Mickaël Nelson

Personal information
- Full name: Mickaël Nelson
- Date of birth: 2 February 1990 (age 36)
- Place of birth: Marseille, France
- Height: 6 ft 1 in (1.85 m)
- Position: Defender

Team information
- Current team: Agde

Youth career
- 1997–2004: Sport Club Caillols
- 2004–2008: Montpellier

Senior career*
- Years: Team / Apps / (Gls)
- 2008–2011: Montpellier / 1 / (0)
- 2011–2012: SV Babelsberg 03 / 18 / (1)
- 2012–2016: FC Sete / 67 / (1)
- 2016–2017: Paulhan-Pézenas / 28 / (0)
- 2017–: Agde / 0 / (0)

International career
- 2008–2009: France U19 / 10 / (0)

= Mickaël Nelson =

French footballer (born 1990)

Mickaël Nelson (born 2 February 1990) is a French footballer who plays for Agde. His family hails from the island of Réunion.

==Football career==
In January 2008, Montpellier and Nelson agreed to a professional contract. He was given the number 13 shirt. He made his professional football debut on 12 May 2008 in a Ligue 2 match with Montpellier against FC Gueugnon coming on as a substitute in the 78th minute. Montpellier would win the match 2–1 with a late goal from Mapou Yanga-Mbiwa. He captained the Montpellier U-18 squad that won the 2008–09 Coupe Gambardella and the coveted Swan d'Or.

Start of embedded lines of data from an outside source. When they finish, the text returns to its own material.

//! Line-based console boundary
//!
//! The engine only ever asks for one line at a prompt and prints text.

use std::collections::VecDeque;
use std::fs::File;
use std::io::{self, BufRead, BufReader, Write};
use std::path::Path;

use crate::error::GameError;

/// Where the engine reads commands from and writes narration to
pub trait Console {
    /// Show `prompt` and return the next raw line
    fn read_line(&mut self, prompt: &str) -> Result<String, GameError>;

    fn print(&mut self, text: &str);
}

/// Interactive console on stdin/stdout
#[derive(Debug, Default)]
pub struct StdConsole;

impl StdConsole {
    pub fn new() -> Self {
        Self
    }
}

impl Console for StdConsole {
    fn read_line(&mut self, prompt: &str) -> Result<String, GameError> {
        let mut stdout = io::stdout();
        write!(stdout, "{}", prompt)?;
        stdout.flush()?;

        let mut line = String::new();
        if io::stdin().lock().read_line(&mut line)? == 0 {
            return Err(GameError::InputClosed);
        }
        Ok(line)
    }

    fn print(&mut self, text: &str) {
        println!("{}", text);
    }
}

/// Replays pre-recorded input lines and records everything printed
#[derive(Debug, Default)]
pub struct ScriptedConsole {
    lines: VecDeque<String>,
    output: Vec<String>,
    /// Echo prompts, input and output to stdout as well
    echo: bool,
}

impl ScriptedConsole {
    pub fn new<I, S>(lines: I) -> Self
    where
        I: IntoIterator<Item = S>,
        S: Into<String>,
    {
        Self {
            lines: lines.into_iter().map(Into::into).collect(),
            output: Vec::new(),
            echo: false,
        }
    }

    /// Load a script, one command per line. Blank lines and `#` comments are skipped.
    pub fn from_file<P: AsRef<Path>>(path: P) -> io::Result<Self> {
        let reader = BufReader::new(File::open(path)?);
        let mut lines = Vec::new();
        for line in reader.lines() {
            let line = line?;
            let trimmed = line.trim();
            if trimmed.is_empty() || trimmed.starts_with('#') {
                continue;
            }
            lines.push(trimmed.to_string());
        }
        Ok(Self::new(lines))
    }

    pub fn with_echo(mut self, echo: bool) -> Self {
        self.echo = echo;
        self
    }

    /// Everything printed so far
    pub fn output(&self) -> &[String] {
        &self.output
    }

    /// All output joined, for substring assertions
    pub fn transcript(&self) -> String {
        self.output.join("\n")
    }

    pub fn remaining(&self) -> usize {
        self.lines.len()
    }
}

impl Console for ScriptedConsole {
    fn read_line(&mut self, prompt: &str) -> Result<String, GameError> {
        let line = self.lines.pop_front().ok_or(GameError::InputClosed)?;
        if self.echo {
            println!("{}{}", prompt, line);
        }
        Ok(line)
    }

    fn print(&mut self, text: &str) {
        if self.echo {
            println!("{}", text);
        }
        self.output.push(text.to_string());
    }
}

He has spent time on trial at Portsmouth FC and Standard Liège and signed for SV Babelsberg 03 in 2011. He was released by the Potsdam club after one season.

==International career==
Nelson played on the France U-19 squad. He made his debut participating in the opening match of the 2008 Sendaï Cup. He participated in the 2009 UEFA European Under-19 Football Championship with the under-19 team. He played in all four of the squad's matches including the semi-final, where they suffered elimination losing 1–3 in extra time to England.